During a speech Thursday to Russian diplomats, Mr. Putin signaled more openly than before that he was using his military to coerce the West to respect Russia’s interests in the region. He said that Western countries were finally recognizing that Russia was serious about defending its “red lines” that relate to the presence of NATO forces near its borders.
“Our recent warnings have indeed been heard and are having a certain effect: tensions have risen there, after all,” Mr. Putin said. “It is important for them to remain in this state for as long as possible, so that it does not occur to them to stage some kind of conflict on our western frontiers that we do not need.”

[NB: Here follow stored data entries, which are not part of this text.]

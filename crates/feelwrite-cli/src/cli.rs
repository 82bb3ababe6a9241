//! CLI argument definitions using clap
//!
//! The command implementations live in the `commands` module.

use std::path::PathBuf;

use clap::{Parser, Subcommand};

/// Feel-Write - Emotional journaling with weekly insights
#[derive(Parser)]
#[command(name = "feelwrite")]
#[command(about = "Self-hosted emotional journaling backend", long_about = None)]
#[command(version)]
pub struct Cli {
    /// Database path
    #[arg(long, default_value = "feelwrite.db", global = true)]
    pub db: PathBuf,

    /// Enable verbose logging
    #[arg(short, long, global = true)]
    pub verbose: bool,

    /// Disable database encryption (not recommended for production)
    ///
    /// By default, the database is encrypted using SQLCipher.
    /// Set FEELWRITE_DB_KEY environment variable with your passphrase.
    #[arg(long, global = true)]
    pub no_encrypt: bool,

    /// Path to a feelwrite.toml override
    #[arg(long, global = true)]
    pub config: Option<PathBuf>,

    #[command(subcommand)]
    pub command: Commands,
}

#[derive(Subcommand)]
pub enum Commands {
    /// Initialize the database and seed the emotion taxonomy
    Init,

    /// Start the web server
    Serve {
        /// Port to listen on
        #[arg(short, long, default_value = "3000")]
        port: u16,

        /// Host to bind to
        #[arg(long, default_value = "127.0.0.1")]
        host: String,

        /// Disable authentication (for local development only)
        ///
        /// WARNING: Do not use this flag when exposing the server to a network.
        /// By default, every request needs a bearer key from FEELWRITE_API_KEYS.
        #[arg(long)]
        no_auth: bool,

        /// Directory containing static files to serve
        #[arg(long)]
        static_dir: Option<PathBuf>,
    },

    /// Show the weekly emotional summary for a user
    Summary {
        /// User id
        #[arg(short, long)]
        user: String,

        /// Print the raw JSON summary
        #[arg(long)]
        json: bool,
    },

    /// Manage journal entries
    Entries {
        #[command(subcommand)]
        action: Option<EntriesAction>,
    },

    /// List emotion categories, or the sub-emotions of one category
    Emotions {
        /// Category to list sub-emotions for
        #[arg(short, long)]
        category: Option<String>,
    },

    /// List reflection prompts
    Prompts {
        /// Only prompts for this category
        #[arg(short, long)]
        category: Option<String>,

        /// Pick one prompt at random (defaults to the anxious category)
        #[arg(long)]
        random: bool,
    },

    /// Show a user's journaling streak
    Streak {
        /// User id
        #[arg(short, long)]
        user: String,
    },
}

#[derive(Subcommand)]
pub enum EntriesAction {
    /// List entries, newest first
    List {
        /// Only entries for this user
        #[arg(short, long)]
        user: Option<String>,

        /// Maximum number of entries
        #[arg(short, long, default_value = "20")]
        limit: i64,

        /// Number of entries to skip
        #[arg(long, default_value = "0")]
        skip: i64,
    },

    /// Show one entry with its reflections
    Show {
        /// Entry id
        id: String,
    },

    /// Add an entry
    Add {
        /// User id
        #[arg(short, long)]
        user: String,

        /// Emotion category (happy, sad, angry, anxious, calm)
        #[arg(short, long)]
        category: String,

        /// Sub-emotion within the category (e.g., Grateful)
        #[arg(short, long)]
        sub_emotion: String,

        /// Entry text
        #[arg(short, long)]
        text: String,

        /// Optional photo URL
        #[arg(long)]
        photo_url: Option<String>,
    },

    /// Append a reflection to an entry
    Reflect {
        /// Entry id
        id: String,

        /// The prompt being answered
        #[arg(short, long)]
        prompt: String,

        /// Your response
        #[arg(short, long)]
        response: String,
    },
}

Tensions have been exacerbated by the migration crisis orchestrated on the European Union’s borders by Belarus, a close Russian ally, and by an energy crunch that Russia, which supplies much of Western Europe’s natural gas, has used to try to pressure the bloc to approve a new pipeline that would increase the Kremlin’s leverage in the region.
“It’s a regional security situation which is very worrying at the moment,” said Asta Skaisgiryte, the foreign policy adviser to the president of Lithuania, an E.U. and NATO member that has faced a wave of migration from neighboring Belarus in recent months.
In Belarus on Friday, tensions that earlier this week triggered violent clashes at the main border crossing into Poland continued to ease. Belarusian security officers carrying Kalashnikov rifles kept guard around a huge warehouse housing around 2,000 migrants.
Many of the migrants voiced alarm and frustration that, instead of advancing into Poland, they had now moved backward, suggesting that President Aleksandr G. Lukashenko of Belarus could have trouble keeping anger from boiling over if migrants lose all hope of reaching Europe.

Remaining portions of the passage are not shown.